Start of SUPPLIED MATERIAL
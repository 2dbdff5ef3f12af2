//! Local cart: the in-memory working copy of the user's cart.
//!
//! The cart keeps one line per `(event, tier)` pair. Totals are derived from
//! the lines, the promo discount and the configured tax rate, never stored.

use crate::types::{EventId, LineKey, Money, TierId};
use chrono::{DateTime, Utc};
use serde::{Deserialize, Serialize};

/// One selected ticket tier for one event
#[derive(Clone, Debug, PartialEq, Eq, Serialize, Deserialize)]
pub struct CartLineItem {
    /// Event the tickets are for
    pub event_id: EventId,
    /// Event title for display
    pub event_title: String,
    /// Event date as published by the catalog
    pub event_date: String,
    /// Event image URL
    pub event_image: Option<String>,
    /// Venue name
    pub venue: Option<String>,
    /// Ticket tier within the event
    pub tier_id: TierId,
    /// Tier name for display
    pub tier_name: String,
    /// Unit price
    pub price: Money,
    /// Number of tickets
    pub quantity: u32,
    /// When the line was first added to the cart
    pub added_at: DateTime<Utc>,
    /// Price the user saw before a remote price change
    pub original_price: Option<Money>,
}

impl CartLineItem {
    /// Creates a line item with empty display fields
    #[must_use]
    pub fn new(
        event_id: impl Into<EventId>,
        tier_id: impl Into<TierId>,
        price: Money,
        quantity: u32,
        added_at: DateTime<Utc>,
    ) -> Self {
        Self {
            event_id: event_id.into(),
            event_title: String::new(),
            event_date: String::new(),
            event_image: None,
            venue: None,
            tier_id: tier_id.into(),
            tier_name: String::new(),
            price,
            quantity,
            added_at,
            original_price: None,
        }
    }

    /// Sets the event title and date
    #[must_use]
    pub fn with_event(mut self, title: impl Into<String>, date: impl Into<String>) -> Self {
        self.event_title = title.into();
        self.event_date = date.into();
        self
    }

    /// Sets the tier name
    #[must_use]
    pub fn with_tier_name(mut self, name: impl Into<String>) -> Self {
        self.tier_name = name.into();
        self
    }

    /// Sets the venue
    #[must_use]
    pub fn with_venue(mut self, venue: impl Into<String>) -> Self {
        self.venue = Some(venue.into());
        self
    }

    /// Sets the event image URL
    #[must_use]
    pub fn with_image(mut self, url: impl Into<String>) -> Self {
        self.event_image = Some(url.into());
        self
    }

    /// The `(event, tier)` identity of this line
    #[must_use]
    pub fn key(&self) -> LineKey {
        LineKey {
            event_id: self.event_id.clone(),
            tier_id: self.tier_id.clone(),
        }
    }

    /// Whether this line belongs to `key`
    #[must_use]
    pub fn matches(&self, key: &LineKey) -> bool {
        self.event_id == key.event_id && self.tier_id == key.tier_id
    }

    /// Price times quantity
    #[must_use]
    pub const fn line_total(&self) -> Money {
        self.price.saturating_multiply(self.quantity)
    }
}

/// Derived cart totals
#[derive(Clone, Copy, Debug, Default, PartialEq, Eq)]
pub struct CartTotals {
    /// Sum of line totals
    pub subtotal: Money,
    /// Promo discount, capped at the subtotal
    pub discount: Money,
    /// Tax on the discounted subtotal
    pub tax: Money,
    /// Amount due
    pub final_total: Money,
}

/// The local cart
///
/// # Example
///
/// ```
/// use ticket_cart::{CartLineItem, LocalCart, Money};
/// use chrono::Utc;
///
/// let mut cart = LocalCart::new(1_000); // 10% tax
/// cart.add_item(CartLineItem::new("evt-1", "ga", Money::from_minor(2_500), 2, Utc::now()));
/// cart.set_promo_code("EARLY", Money::from_minor(1_000));
///
/// let totals = cart.totals();
/// assert_eq!(totals.subtotal, Money::from_minor(5_000));
/// assert_eq!(totals.tax, Money::from_minor(400));
/// assert_eq!(totals.final_total, Money::from_minor(4_400));
/// ```
#[derive(Clone, Debug, Default, PartialEq, Eq)]
pub struct LocalCart {
    items: Vec<CartLineItem>,
    promo_code: Option<String>,
    discount: Money,
    tax_rate_bps: u32,
}

impl LocalCart {
    /// Creates an empty cart with the given tax rate in basis points
    #[must_use]
    pub const fn new(tax_rate_bps: u32) -> Self {
        Self {
            items: Vec::new(),
            promo_code: None,
            discount: Money::ZERO,
            tax_rate_bps,
        }
    }

    /// Line items in insertion order
    #[must_use]
    pub fn items(&self) -> &[CartLineItem] {
        &self.items
    }

    /// The line for `key`, if present
    #[must_use]
    pub fn item(&self, key: &LineKey) -> Option<&CartLineItem> {
        self.items.iter().find(|item| item.matches(key))
    }

    /// Applied promo code
    #[must_use]
    pub fn promo_code(&self) -> Option<&str> {
        self.promo_code.as_deref()
    }

    /// Discount granted by the promo code, before capping
    #[must_use]
    pub const fn discount(&self) -> Money {
        self.discount
    }

    /// Tax rate in basis points
    #[must_use]
    pub const fn tax_rate_bps(&self) -> u32 {
        self.tax_rate_bps
    }

    /// Whether the cart has no lines
    #[must_use]
    pub fn is_empty(&self) -> bool {
        self.items.is_empty()
    }

    /// Total number of tickets across all lines
    #[must_use]
    pub fn ticket_count(&self) -> u64 {
        self.items.iter().map(|item| u64::from(item.quantity)).sum()
    }

    /// Earliest `added_at` among the lines
    #[must_use]
    pub fn oldest_added_at(&self) -> Option<DateTime<Utc>> {
        self.items.iter().map(|item| item.added_at).min()
    }

    /// Computes subtotal, discount, tax and final total
    #[must_use]
    pub fn totals(&self) -> CartTotals {
        let subtotal = self
            .items
            .iter()
            .fold(Money::ZERO, |sum, item| sum.saturating_add(item.line_total()));
        let discount = self.discount.min(subtotal);
        let taxable = subtotal.saturating_sub(discount);
        let tax = taxable.basis_points(self.tax_rate_bps);

        CartTotals {
            subtotal,
            discount,
            tax,
            final_total: taxable.saturating_add(tax),
        }
    }

    /// Removes every line and the promo code. The tax rate is kept.
    pub fn clear(&mut self) {
        self.items.clear();
        self.promo_code = None;
        self.discount = Money::ZERO;
    }

    /// Adds a line, merging quantity into an existing line for the same
    /// `(event, tier)`
    ///
    /// A merged line keeps its original `added_at`, so adding more tickets
    /// does not extend the hold.
    pub fn add_item(&mut self, item: CartLineItem) {
        match self.items.iter_mut().find(|line| line.matches(&item.key())) {
            Some(existing) => {
                existing.quantity = existing.quantity.saturating_add(item.quantity);
            },
            None => self.items.push(item),
        }
    }

    /// Removes the line for `key`. Returns whether a line was removed.
    pub fn remove_item(&mut self, key: &LineKey) -> bool {
        let before = self.items.len();
        self.items.retain(|item| !item.matches(key));
        self.items.len() != before
    }

    /// Sets the quantity of the line for `key`; zero removes the line.
    ///
    /// Returns whether the cart changed.
    pub fn update_quantity(&mut self, key: &LineKey, quantity: u32) -> bool {
        if quantity == 0 {
            return self.remove_item(key);
        }
        match self.items.iter_mut().find(|item| item.matches(key)) {
            Some(item) if item.quantity != quantity => {
                item.quantity = quantity;
                true
            },
            _ => false,
        }
    }

    /// Applies a promo code and the discount it grants
    ///
    /// A blank code is stored as no code.
    pub fn set_promo_code(&mut self, code: impl Into<String>, discount: Money) {
        let code = code.into();
        let code = code.trim();
        self.promo_code = (!code.is_empty()).then(|| code.to_string());
        self.discount = discount;
    }

    /// Removes the promo code and its discount. Returns whether one was set.
    pub fn remove_promo_code(&mut self) -> bool {
        let changed = self.promo_code.is_some() || !self.discount.is_zero();
        self.promo_code = None;
        self.discount = Money::ZERO;
        changed
    }
}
End of SUPPLIED MATERIAL
**WORK TO BE COMPLETED:**
Please reproduce the entire listing. Keep it identical.

**SOLUTION FOR THIS PROBLEM:**
repository 2dbdff5ef3f12af2
//! Local cart: the in-memory working copy of the user's cart.
//!
//! The cart keeps one line per `(event, tier)` pair. Totals are derived from
//! the lines, the promo discount and the configured tax rate, never stored.

use crate::types::{EventId, LineKey, Money, TierId};
use chrono::{DateTime, Utc};
use serde::{Deserialize, Serialize};

/// One selected ticket tier for one event
#[derive(Clone, Debug, PartialEq, Eq, Serialize, Deserialize)]
pub struct CartLineItem {
    /// Event the tickets are for
    pub event_id: EventId,
    /// Event title for display
    pub event_title: String,
    /// Event date as published by the catalog
    pub event_date: String,
    /// Event image URL
    pub event_image: Option<String>,
    /// Venue name
    pub venue: Option<String>,
    /// Ticket tier within the event
    pub tier_id: TierId,
    /// Tier name for display
    pub tier_name: String,
    /// Unit price
    pub price: Money,
    /// Number of tickets
    pub quantity: u32,
    /// When the line was first added to the cart
    pub added_at: DateTime<Utc>,
    /// Price the user saw before a remote price change
    pub original_price: Option<Money>,
}

impl CartLineItem {
    /// Creates a line item with empty display fields
    #[must_use]
    pub fn new(
        event_id: impl Into<EventId>,
        tier_id: impl Into<TierId>,
        price: Money,
        quantity: u32,
        added_at: DateTime<Utc>,
    ) -> Self {
        Self {
            event_id: event_id.into(),
            event_title: String::new(),
            event_date: String::new(),
            event_image: None,
            venue: None,
            tier_id: tier_id.into(),
            tier_name: String::new(),
            price,
            quantity,
            added_at,
            original_price: None,
        }
    }

    /// Sets the event title and date
    #[must_use]
    pub fn with_event(mut self, title: impl Into<String>, date: impl Into<String>) -> Self {
        self.event_title = title.into();
        self.event_date = date.into();
        self
    }

    /// Sets the tier name
    #[must_use]
    pub fn with_tier_name(mut self, name: impl Into<String>) -> Self {
        self.tier_name = name.into();
        self
    }

    /// Sets the venue
    #[must_use]
    pub fn with_venue(mut self, venue: impl Into<String>) -> Self {
        self.venue = Some(venue.into());
        self
    }

    /// Sets the event image URL
    #[must_use]
    pub fn with_image(mut self, url: impl Into<String>) -> Self {
        self.event_image = Some(url.into());
        self
    }

    /// The `(event, tier)` identity of this line
    #[must_use]
    pub fn key(&self) -> LineKey {
        LineKey {
            event_id: self.event_id.clone(),
            tier_id: self.tier_id.clone(),
        }
    }

    /// Whether this line belongs to `key`
    #[must_use]
    pub fn matches(&self, key: &LineKey) -> bool {
        self.event_id == key.event_id && self.tier_id == key.tier_id
    }

    /// Price times quantity
    #[must_use]
    pub const fn line_total(&self) -> Money {
        self.price.saturating_multiply(self.quantity)
    }
}

/// Derived cart totals
#[derive(Clone, Copy, Debug, Default, PartialEq, Eq)]
pub struct CartTotals {
    /// Sum of line totals
    pub subtotal: Money,
    /// Promo discount, capped at the subtotal
    pub discount: Money,
    /// Tax on the discounted subtotal
    pub tax: Money,
    /// Amount due
    pub final_total: Money,
}

/// The local cart
///
/// # Example
///
/// ```
/// use ticket_cart::{CartLineItem, LocalCart, Money};
/// use chrono::Utc;
///
/// let mut cart = LocalCart::new(1_000); // 10% tax
/// cart.add_item(CartLineItem::new("evt-1", "ga", Money::from_minor(2_500), 2, Utc::now()));
/// cart.set_promo_code("EARLY", Money::from_minor(1_000));
///
/// let totals = cart.totals();
/// assert_eq!(totals.subtotal, Money::from_minor(5_000));
/// assert_eq!(totals.tax, Money::from_minor(400));
/// assert_eq!(totals.final_total, Money::from_minor(4_400));
/// ```
#[derive(Clone, Debug, Default, PartialEq, Eq)]
pub struct LocalCart {
    items: Vec<CartLineItem>,
    promo_code: Option<String>,
    discount: Money,
    tax_rate_bps: u32,
}

impl LocalCart {
    /// Creates an empty cart with the given tax rate in basis points
    #[must_use]
    pub const fn new(tax_rate_bps: u32) -> Self {
        Self {
            items: Vec::new(),
            promo_code: None,
            discount: Money::ZERO,
            tax_rate_bps,
        }
    }

    /// Line items in insertion order
    #[must_use]
    pub fn items(&self) -> &[CartLineItem] {
        &self.items
    }

    /// The line for `key`, if present
    #[must_use]
    pub fn item(&self, key: &LineKey) -> Option<&CartLineItem> {
        self.items.iter().find(|item| item.matches(key))
    }

    /// Applied promo code
    #[must_use]
    pub fn promo_code(&self) -> Option<&str> {
        self.promo_code.as_deref()
    }

    /// Discount granted by the promo code, before capping
    #[must_use]
    pub const fn discount(&self) -> Money {
        self.discount
    }

    /// Tax rate in basis points
    #[must_use]
    pub const fn tax_rate_bps(&self) -> u32 {
        self.tax_rate_bps
    }

    /// Whether the cart has no lines
    #[must_use]
    pub fn is_empty(&self) -> bool {
        self.items.is_empty()
    }

    /// Total number of tickets across all lines
    #[must_use]
    pub fn ticket_count(&self) -> u64 {
        self.items.iter().map(|item| u64::from(item.quantity)).sum()
    }

    /// Earliest `added_at` among the lines
    #[must_use]
    pub fn oldest_added_at(&self) -> Option<DateTime<Utc>> {
        self.items.iter().map(|item| item.added_at).min()
    }

    /// Computes subtotal, discount, tax and final total
    #[must_use]
    pub fn totals(&self) -> CartTotals {
        let subtotal = self
            .items
            .iter()
            .fold(Money::ZERO, |sum, item| sum.saturating_add(item.line_total()));
        let discount = self.discount.min(subtotal);
        let taxable = subtotal.saturating_sub(discount);
        let tax = taxable.basis_points(self.tax_rate_bps);

        CartTotals {
            subtotal,
            discount,
            tax,
            final_total: taxable.saturating_add(tax),
        }
    }

    /// Removes every line and the promo code. The tax rate is kept.
    pub fn clear(&mut self) {
        self.items.clear();
        self.promo_code = None;
        self.discount = Money::ZERO;
    }

    /// Adds a line, merging quantity into an existing line for the same
    /// `(event, tier)`
    ///
    /// A merged line keeps its original `added_at`, so adding more tickets
    /// does not extend the hold.
    pub fn add_item(&mut self, item: CartLineItem) {
        match self.items.iter_mut().find(|line| line.matches(&item.key())) {
            Some(existing) => {
                existing.quantity = existing.quantity.saturating_add(item.quantity);
            },
            None => self.items.push(item),
        }
    }

    /// Removes the line for `key`. Returns whether a line was removed.
    pub fn remove_item(&mut self, key: &LineKey) -> bool {
        let before = self.items.len();
        self.items.retain(|item| !item.matches(key));
        self.items.len() != before
    }

    /// Sets the quantity of the line for `key`; zero removes the line.
    ///
    /// Returns whether the cart changed.
    pub fn update_quantity(&mut self, key: &LineKey, quantity: u32) -> bool {
        if quantity == 0 {
            return self.remove_item(key);
        }
        match self.items.iter_mut().find(|item| item.matches(key)) {
            Some(item) if item.quantity != quantity => {
                item.quantity = quantity;
                true
            },
            _ => false,
        }
    }

    /// Applies a promo code and the discount it grants
    ///
    /// A blank code is stored as no code.
    pub fn set_promo_code(&mut self, code: impl Into<String>, discount: Money) {
        let code = code.into();
        let code = code.trim();
        self.promo_code = (!code.is_empty()).then(|| code.to_string());
        self.discount = discount;
    }

    /// Removes the promo code and its discount. Returns whether one was set.
    pub fn remove_promo_code(&mut self) -> bool {
        let changed = self.promo_code.is_some() || !self.discount.is_zero();
        self.promo_code = None;
        self.discount = Money::ZERO;
        changed
    }
}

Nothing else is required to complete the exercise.